While the defeat of Measure A clouds the fate of BART, county leaders are now more focused on the potential affect on other areas.

“I got my marching orders. The voters have spoken,” said Santa Clara County Supervisor Don Gage. “There will be cuts and they’ll be big.”

Gage said he preferred to see entire departments eliminated rather than across-the-board cuts that could cripple a wider range of programs. He cited drug and alcohol treatment and mental health services as potential targets. But he dismissed arguments that bus and other mass transit should be eliminated, arguing that some baseline service must remain so people can reach jobs and hospitals.

“I think that people just didn’t want to pay more money out,” Gage said of Measure A’s defeat. “The people that vote are generally the ones that don’t get touched by the services. So it’s kind of like ‘Okay, I’m not going to worry about the homeless, housing, health care.’ ”

He added that he would not push for a quarter cent tax measure in November – an option supported by many South County voters who were skeptical of Measure A.

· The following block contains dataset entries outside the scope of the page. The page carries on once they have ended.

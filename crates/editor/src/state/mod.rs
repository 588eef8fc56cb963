pub mod history;
pub mod scene;
pub mod selection;
pub mod settings;
pub mod sketch;
pub mod tool;

use shared::{EntityId, Granularity, Pose, SceneDocument};

use crate::codec::{self, CodecError};
use crate::interaction::GestureState;
use crate::viewport::gizmo::GizmoState;
use crate::viewport::picking::{self, PickHit, Ray};

use history::TransformHistory;
pub use history::HistoryEntry;
pub use scene::{entity_display_name, short_id, SceneState, TransformUpdate};
use selection::{EdgeSelection, FaceSelection, Highlight, Selection, SelectionState, SelectionTarget};
pub use settings::AppSettings;
use sketch::SketchState;
pub use tool::ToolMode;

/// Everything an editor handler reads or mutates
#[derive(Default)]
pub struct EditorSession {
    pub scene: SceneState,
    pub selection: SelectionState,
    pub sketch: SketchState,
    pub history: TransformHistory,
    pub gizmo: GizmoState,
    pub settings: AppSettings,
    pub tool: ToolMode,
    pub granularity: Granularity,
    pub(crate) gesture: GestureState,
}

impl EditorSession {
    pub fn with_settings(settings: AppSettings) -> Self {
        Self {
            settings,
            ..Self::default()
        }
    }

    // ── Selection ─────────────────────────────────────────────

    /// Pick along `ray` with the active granularity and select the result.
    ///
    /// A miss clears the selection and detaches the gizmo.
    pub fn select_at(&mut self, ray: &Ray) -> Option<PickHit> {
        let hit = picking::pick(
            ray,
            &self.scene,
            self.granularity,
            self.settings.pick.edge_threshold,
        );
        match &hit {
            Some(PickHit::Shape { entity_id, .. }) => {
                self.select_entity(entity_id);
            }
            Some(PickHit::Face(face)) => {
                self.gizmo.detach();
                self.apply_selection(Selection::face(face.clone()));
            }
            Some(PickHit::Edge(edge)) => {
                self.gizmo.detach();
                self.apply_selection(Selection::edge(edge.clone()));
            }
            None => self.clear_selection(),
        }
        hit
    }

    /// Select a whole entity; transform tools attach the gizmo to it
    pub fn select_entity(&mut self, id: &str) -> bool {
        if !self.scene.contains(id) {
            tracing::debug!(id = %id, "select: entity not in scene");
            return false;
        }
        self.apply_selection(Selection::shape(id.to_string()));
        match self.tool.gizmo_mode() {
            Some(mode) => {
                self.gizmo.mode = mode;
                self.gizmo.attach(id, &self.scene);
            }
            None => self.gizmo.detach(),
        }
        true
    }

    pub fn clear_selection(&mut self) {
        self.selection.clear();
        self.gizmo.detach();
    }

    /// Highlight mirroring `selection`, or `None` if its entity is gone
    pub fn highlight_for(&self, selection: &Selection) -> Option<Highlight> {
        match &selection.target {
            SelectionTarget::Shape => self
                .scene
                .get(&selection.entity_id)
                .map(|e| Highlight::BoxOutline(e.world_aabb())),
            SelectionTarget::Face(face) => Some(Highlight::TrianglePatch(face.vertices)),
            SelectionTarget::Edge(edge) => Some(Highlight::Segment(edge.start, edge.end)),
        }
    }

    fn apply_selection(&mut self, selection: Selection) {
        match self.highlight_for(&selection) {
            Some(highlight) => self.selection.select(selection, highlight),
            None => self.clear_selection(),
        }
    }

    /// Recompute the selection descriptor and highlight after `id` moved
    fn refresh_selection(&mut self, id: &str) {
        let Some(current) = self
            .selection
            .current()
            .filter(|s| s.entity_id == id)
            .cloned()
        else {
            return;
        };
        let Some(entity) = self.scene.get(id) else {
            self.clear_selection();
            return;
        };
        let refreshed = match &current.target {
            SelectionTarget::Shape => Some(current.clone()),
            SelectionTarget::Face(face) => entity
                .world_mesh()
                .triangle(face.triangle_index)
                .map(|v| Selection::face(FaceSelection::new(id.to_string(), face.triangle_index, v))),
            SelectionTarget::Edge(edge) => entity
                .world_outline()
                .segments
                .get(edge.edge_index)
                .map(|[start, end]| {
                    Selection::edge(EdgeSelection {
                        entity_id: id.to_string(),
                        edge_index: edge.edge_index,
                        start: *start,
                        end: *end,
                    })
                }),
        };
        match refreshed {
            Some(selection) => self.apply_selection(selection),
            None => self.clear_selection(),
        }
    }

    // ── Scene edits ───────────────────────────────────────────

    /// Delete the selected entity. Returns its ID.
    pub fn delete_selected(&mut self) -> Option<EntityId> {
        let id = self.selection.primary()?.clone();
        self.clear_selection();
        if self.history.drag_target() == Some(&id) {
            self.history.end_drag();
        }
        self.scene.remove_entity(&id).map(|entity| entity.id)
    }

    /// Show or hide an entity. Hiding drops it from the selection and gizmo.
    pub fn set_visible(&mut self, id: &str, visible: bool) -> bool {
        if !self.scene.set_visible(id, visible) {
            return false;
        }
        if !visible && self.selection.is_selected(id) {
            self.clear_selection();
        }
        if !visible && self.gizmo.attached().is_some_and(|a| a == id) {
            self.gizmo.detach();
        }
        tracing::info!(id = %id, visible, "visibility set");
        true
    }

    /// Apply a partial pose update, recording before/after in history
    pub fn set_transform(&mut self, id: &str, update: &TransformUpdate) -> Option<Pose> {
        let (before, after) = self.scene.update_transform(id, update)?;
        if before != after {
            self.history.push(HistoryEntry::new(id, before));
            self.history.push(HistoryEntry::new(id, after.clone()));
        }
        tracing::info!(id = %id, position = ?after.position, "transform set");
        self.refresh_selection(id);
        Some(after)
    }

    pub fn undo(&mut self) -> bool {
        let Some(entry) = self.history.undo().cloned() else {
            return false;
        };
        self.apply_history_entry(entry);
        true
    }

    pub fn redo(&mut self) -> bool {
        let Some(entry) = self.history.redo().cloned() else {
            return false;
        };
        self.apply_history_entry(entry);
        true
    }

    fn apply_history_entry(&mut self, entry: HistoryEntry) {
        if self.scene.set_pose(&entry.id, entry.pose) {
            self.refresh_selection(&entry.id);
        } else {
            tracing::debug!(id = %entry.id, "history entry refers to a removed entity");
        }
    }

    /// Extrude the newest sketch profile into a solid
    pub fn extrude(&mut self) -> Option<EntityId> {
        let profile = self.sketch.take_latest_profile()?;
        let id = self
            .scene
            .create_entity(sketch::extrude_solid(profile), Pose::identity());
        Some(id)
    }

    pub fn clear_sketch(&mut self) {
        self.sketch.clear();
    }

    pub fn configure_snap(&mut self, enabled: Option<bool>, step: Option<f64>) {
        if let Some(enabled) = enabled {
            self.settings.snap.enabled = enabled;
        }
        if let Some(step) = step {
            self.settings.snap.step = step;
        }
        tracing::info!(
            enabled = self.settings.snap.enabled,
            step = self.settings.snap.step,
            "snap configured"
        );
    }

    pub fn toggle_snap(&mut self) -> bool {
        self.settings.snap.enabled = !self.settings.snap.enabled;
        self.settings.snap.enabled
    }

    /// Switch tools. Any sketch drag in progress is abandoned; its previews stay.
    pub fn set_tool(&mut self, tool: ToolMode) {
        if tool == self.tool {
            return;
        }
        self.sketch.end();
        self.gesture.reset();
        self.tool = tool;
        match tool.gizmo_mode() {
            Some(mode) => {
                self.gizmo.mode = mode;
                let target = self
                    .selection
                    .current()
                    .filter(|s| s.granularity() == Granularity::Shape)
                    .map(|s| s.entity_id.clone());
                if let Some(id) = target {
                    self.gizmo.attach(&id, &self.scene);
                }
            }
            None => self.gizmo.detach(),
        }
        tracing::debug!(?tool, "tool changed");
    }

    pub fn set_granularity(&mut self, granularity: Granularity) {
        self.granularity = granularity;
    }

    /// Remove every entity, preview and history entry
    pub fn clear_scene(&mut self) {
        self.clear_selection();
        self.scene.clear();
        self.sketch.clear();
        self.history.clear();
        self.gesture.reset();
    }

    // ── Import / export ───────────────────────────────────────

    pub fn export_document(&self) -> SceneDocument {
        codec::export_document(&self.scene, self.selection.current())
    }

    pub fn export_json(&self) -> Result<String, CodecError> {
        codec::to_json(&self.export_document())
    }

    /// Replace the scene with a document. On error nothing changes.
    pub fn import_document(&mut self, doc: &SceneDocument) -> Result<usize, CodecError> {
        let entities = codec::entities_from_document(doc).inspect_err(|e| {
            tracing::warn!("Rejected scene import: {e}");
        })?;
        self.clear_selection();
        self.history.clear();
        self.scene.replace_all(entities);
        if let Some(sel) = &doc.selection {
            if !self.select_entity(&sel.id) {
                tracing::debug!(id = %sel.id, "saved selection does not resolve");
            }
        }
        tracing::info!(count = self.scene.len(), "scene imported");
        Ok(self.scene.len())
    }

    pub fn import_value(&mut self, value: serde_json::Value) -> Result<usize, CodecError> {
        let doc = codec::document_from_value(value).inspect_err(|e| {
            tracing::warn!("Rejected scene import: {e}");
        })?;
        self.import_document(&doc)
    }

    pub fn import_json(&mut self, text: &str) -> Result<usize, CodecError> {
        let doc = codec::parse_document(text).inspect_err(|e| {
            tracing::warn!("Rejected scene import: {e}");
        })?;
        self.import_document(&doc)
    }

    pub fn autosave(&self) {
        self.scene.autosave();
    }
}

Members of the South County Collaborative, a consortium of human service providers, plan to explore ways to combine administrative, volunteer and other resources, according to chairwoman Dina Campeau. Collaborative members toyed with such ideas in the past, she said, but those discussions will be held in earnest as major cuts loom.

“We’re not sure exactly what the fallout is going to be,” Campeau said. “But we know it’s going to be hard.”